We googled it and found a website that makes this malware. You can find the site at this address:
Download P.A.S. v.3.1.7
<see source site for pic>
You can enter a password that you will use to access your malware once it’s installed and then hit ‘download’ and a ZIP file downloads.
Malware Conclusions
DHS and DNI have released a joint statement that says:
“This document provides technical details regarding the tools and infrastructure used by the Russian civilian and military intelligence Services (RIS) to compromise and exploit networks and endpoints associated with the U.S. election, as well as a range of U.S. Government, political, and private sector entities. The report contains specific indicators of compromise, including IP addresses and a PHP malware sample.”

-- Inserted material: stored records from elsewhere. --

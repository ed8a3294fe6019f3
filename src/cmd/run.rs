// streak-rs: Git Backup Streak Keeper
//
// SPDX-FileCopyrightText: 2026 Romeo Ahmed
// SPDX-License-Identifier: GPL-3.0-or-later

//! Run command: back up every project and print the summary.

use anyhow::bail;
use chrono::Local;
use tracing::info;

use crate::backup::Backer;
use crate::backup::run::run_backups;
use crate::cli::args::RunArgs;
use crate::config::Config;
use crate::error::Result;
use crate::git::backend::ShellBackend;
use crate::git::discovery::{Project, discover_projects};
use crate::project_log::{ProjectLog, format_timestamp};

/// Main handler for the run command.
///
/// # Errors
///
/// Returns an error if git is not installed, the base directory cannot be
/// read, an `--only` name matches no project, or any project failed.
pub fn run_backup_command(args: &RunArgs, config: &Config) -> Result<()> {
    let base = config.paths.base()?;
    let logs_dir = config.paths.logs()?;
    let git = ShellBackend::new()?;

    info!(time = %format_timestamp(&Local::now()), "starting auto git backup");
    let projects = select_projects(discover_projects(base, &logs_dir)?, &args.only)?;
    info!(base = %base.display(), "found {} projects to back up", projects.len());

    let log = ProjectLog::new(logs_dir, config.log.rollover);
    let backer = Backer::new(&git, &log, &config.backup);
    let summary = run_backups(&backer, &projects);

    println!("{}", summary.render());

    if !summary.all_succeeded() {
        bail!(
            "{} of {} projects failed",
            summary.failures.len(),
            summary.total
        );
    }
    Ok(())
}

/// Keep only the projects named in `only`; an empty filter keeps all.
///
/// # Errors
///
/// Returns an error naming every entry of `only` that matches no project.
pub fn select_projects(projects: Vec<Project>, only: &[String]) -> Result<Vec<Project>> {
    if only.is_empty() {
        return Ok(projects);
    }

    let unknown: Vec<&str> = only
        .iter()
        .filter(|name| !projects.iter().any(|p| &p.name == *name))
        .map(String::as_str)
        .collect();
    if !unknown.is_empty() {
        bail!("unknown project(s): {}", unknown.join(", "));
    }

    Ok(projects
        .into_iter()
        .filter(|p| only.contains(&p.name))
        .collect())
}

The PHP malware sample they have provided appears to be P.A.S. version 3.1.0 which is commonly available and the website that claims to have authored it says they are Ukrainian. It is also several versions behind the most current version of P.A.S which is 4.1.1b. One might reasonably expect Russian intelligence operatives to develop their own tools or at least use current malicious tools from outside sources.
DHS provided us with 876 IP addresses as part of the package of indicators of compromise. Lets look at where they are located. The chart below shows the distribution of IP addresses by country.
<See source site for pic>
As you can see they are globally distributed with most of them in the USA.
Lets look at who the top ISP’s are who own the IP addresses:
<see source site for pic>
There are several hosting companies in the mix including OVH SAS, Digital Ocean, Linode and Hetzner. These are hosting companies that provide low cost hosting to WordPress customers and customers who use other PHP applications. A common pattern that we see in the industry is that accounts at these hosts are compromised and those hacked sites are used to launch attacks around the web.
Out of the 876 IP addresses that DHS provided, 134 or about 15% are Tor exit nodes, based on a reverse DNS lookup that we did on each IP address. These are anonymous gateways that are used by anyone using the Tor anonymous browsing service.
We examined our attack data to see which IP addresses in the DHS data are attacking our customer websites. We found a total of 385 active IP addresses during the last 60 days. These IP addresses have launched a total of 21,095,492 complex attacks during that 60 day period that were blocked by the Wordfence firewall. We consider a complex attack to be an attack that tries to exploit a vulnerability to gain access to a target.
We also logged a total of 14,463,133 brute force attacks from these IP addresses during the same period. A brute force attack is a login guessing attack.
The chart below shows the distribution of the number of attacks per IP address. It only takes into account complex attacks. As you can see, a small number of the IP addresses that DHS provided as IOC’s are responsible for most of the attacks on WordPress websites that we monitor.
<see source site for pic>
The following shows the list of the top 50 IP addresses in the DHS report sorted by the number of complex attacks we saw from each IP during the past 60 days.
<see source site for pic>
As you can see, many of the top attacking IP addresses are Tor exit nodes. There is also a relatively small number of IP addresses launching most of the attacks on websites we monitor.
Conclusion regarding IP address data
What we’re seeing in this IP data is a wide range of countries and hosting providers. 15% of the IP addresses are Tor exit nodes. These exit nodes are used by anyone who wants to be anonymous online, including malicious actors.
Overall Conclusion
The IP addresses that DHS provided may have been used for an attack by a state actor like Russia. But they don’t appear to provide any association with Russia. They are probably used by a wide range of other malicious actors, especially the 15% of IP addresses that are Tor exit nodes.
The malware sample is old, widely used and appears to be Ukrainian. It has no apparent relationship with Russian intelligence and it would be an indicator of compromise for any website.
You can find a public repository containing the data used in this report on github.
As always I welcome your comments. Please note that I will delete any political comments. Our goal in this report is to merely analyze the data DHS provided and share our findings.